══ GIVEN RECORDS

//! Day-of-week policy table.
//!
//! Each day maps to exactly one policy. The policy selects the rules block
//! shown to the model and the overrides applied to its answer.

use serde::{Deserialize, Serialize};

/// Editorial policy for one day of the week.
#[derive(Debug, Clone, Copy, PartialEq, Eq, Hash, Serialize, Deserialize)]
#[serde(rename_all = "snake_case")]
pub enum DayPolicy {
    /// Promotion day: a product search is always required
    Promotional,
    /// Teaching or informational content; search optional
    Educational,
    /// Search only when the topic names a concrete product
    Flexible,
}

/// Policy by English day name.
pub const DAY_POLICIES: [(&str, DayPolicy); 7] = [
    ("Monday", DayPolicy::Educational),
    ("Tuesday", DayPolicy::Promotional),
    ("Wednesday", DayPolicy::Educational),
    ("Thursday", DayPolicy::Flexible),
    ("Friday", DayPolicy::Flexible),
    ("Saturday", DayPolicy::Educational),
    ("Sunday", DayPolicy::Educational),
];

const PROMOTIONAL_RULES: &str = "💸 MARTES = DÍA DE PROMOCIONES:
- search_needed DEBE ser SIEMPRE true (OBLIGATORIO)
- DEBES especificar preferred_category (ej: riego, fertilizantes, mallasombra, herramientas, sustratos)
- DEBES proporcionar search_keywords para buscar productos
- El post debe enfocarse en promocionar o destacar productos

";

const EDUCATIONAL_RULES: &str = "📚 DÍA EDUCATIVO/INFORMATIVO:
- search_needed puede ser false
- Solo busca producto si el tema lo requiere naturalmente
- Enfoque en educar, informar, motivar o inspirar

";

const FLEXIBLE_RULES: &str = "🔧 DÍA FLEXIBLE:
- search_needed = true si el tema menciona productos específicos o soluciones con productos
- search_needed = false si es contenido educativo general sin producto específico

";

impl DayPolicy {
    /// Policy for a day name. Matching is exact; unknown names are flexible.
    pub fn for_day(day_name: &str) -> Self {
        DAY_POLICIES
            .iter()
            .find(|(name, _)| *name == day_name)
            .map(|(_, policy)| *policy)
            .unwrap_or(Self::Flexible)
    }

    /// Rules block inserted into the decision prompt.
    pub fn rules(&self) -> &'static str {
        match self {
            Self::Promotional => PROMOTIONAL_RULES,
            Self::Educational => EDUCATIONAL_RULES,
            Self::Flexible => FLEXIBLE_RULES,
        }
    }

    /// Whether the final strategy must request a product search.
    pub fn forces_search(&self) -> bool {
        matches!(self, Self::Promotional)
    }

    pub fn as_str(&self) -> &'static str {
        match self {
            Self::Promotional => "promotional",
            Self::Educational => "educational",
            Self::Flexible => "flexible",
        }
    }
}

════

§ **REQUIRED ACTION**:
Each line from the top of the records above through the line containing "- DEBES especificar" needs to be transcribed exactly, and no line after it.

§ **REPLY**:
//! Day-of-week policy table.
//!
//! Each day maps to exactly one policy. The policy selects the rules block
//! shown to the model and the overrides applied to its answer.

use serde::{Deserialize, Serialize};

/// Editorial policy for one day of the week.
#[derive(Debug, Clone, Copy, PartialEq, Eq, Hash, Serialize, Deserialize)]
#[serde(rename_all = "snake_case")]
pub enum DayPolicy {
    /// Promotion day: a product search is always required
    Promotional,
    /// Teaching or informational content; search optional
    Educational,
    /// Search only when the topic names a concrete product
    Flexible,
}

/// Policy by English day name.
pub const DAY_POLICIES: [(&str, DayPolicy); 7] = [
    ("Monday", DayPolicy::Educational),
    ("Tuesday", DayPolicy::Promotional),
    ("Wednesday", DayPolicy::Educational),
    ("Thursday", DayPolicy::Flexible),
    ("Friday", DayPolicy::Flexible),
    ("Saturday", DayPolicy::Educational),
    ("Sunday", DayPolicy::Educational),
];

const PROMOTIONAL_RULES: &str = "💸 MARTES = DÍA DE PROMOCIONES:
- search_needed DEBE ser SIEMPRE true (OBLIGATORIO)
- DEBES especificar preferred_category (ej: riego, fertilizantes, mallasombra, herramientas, sustratos)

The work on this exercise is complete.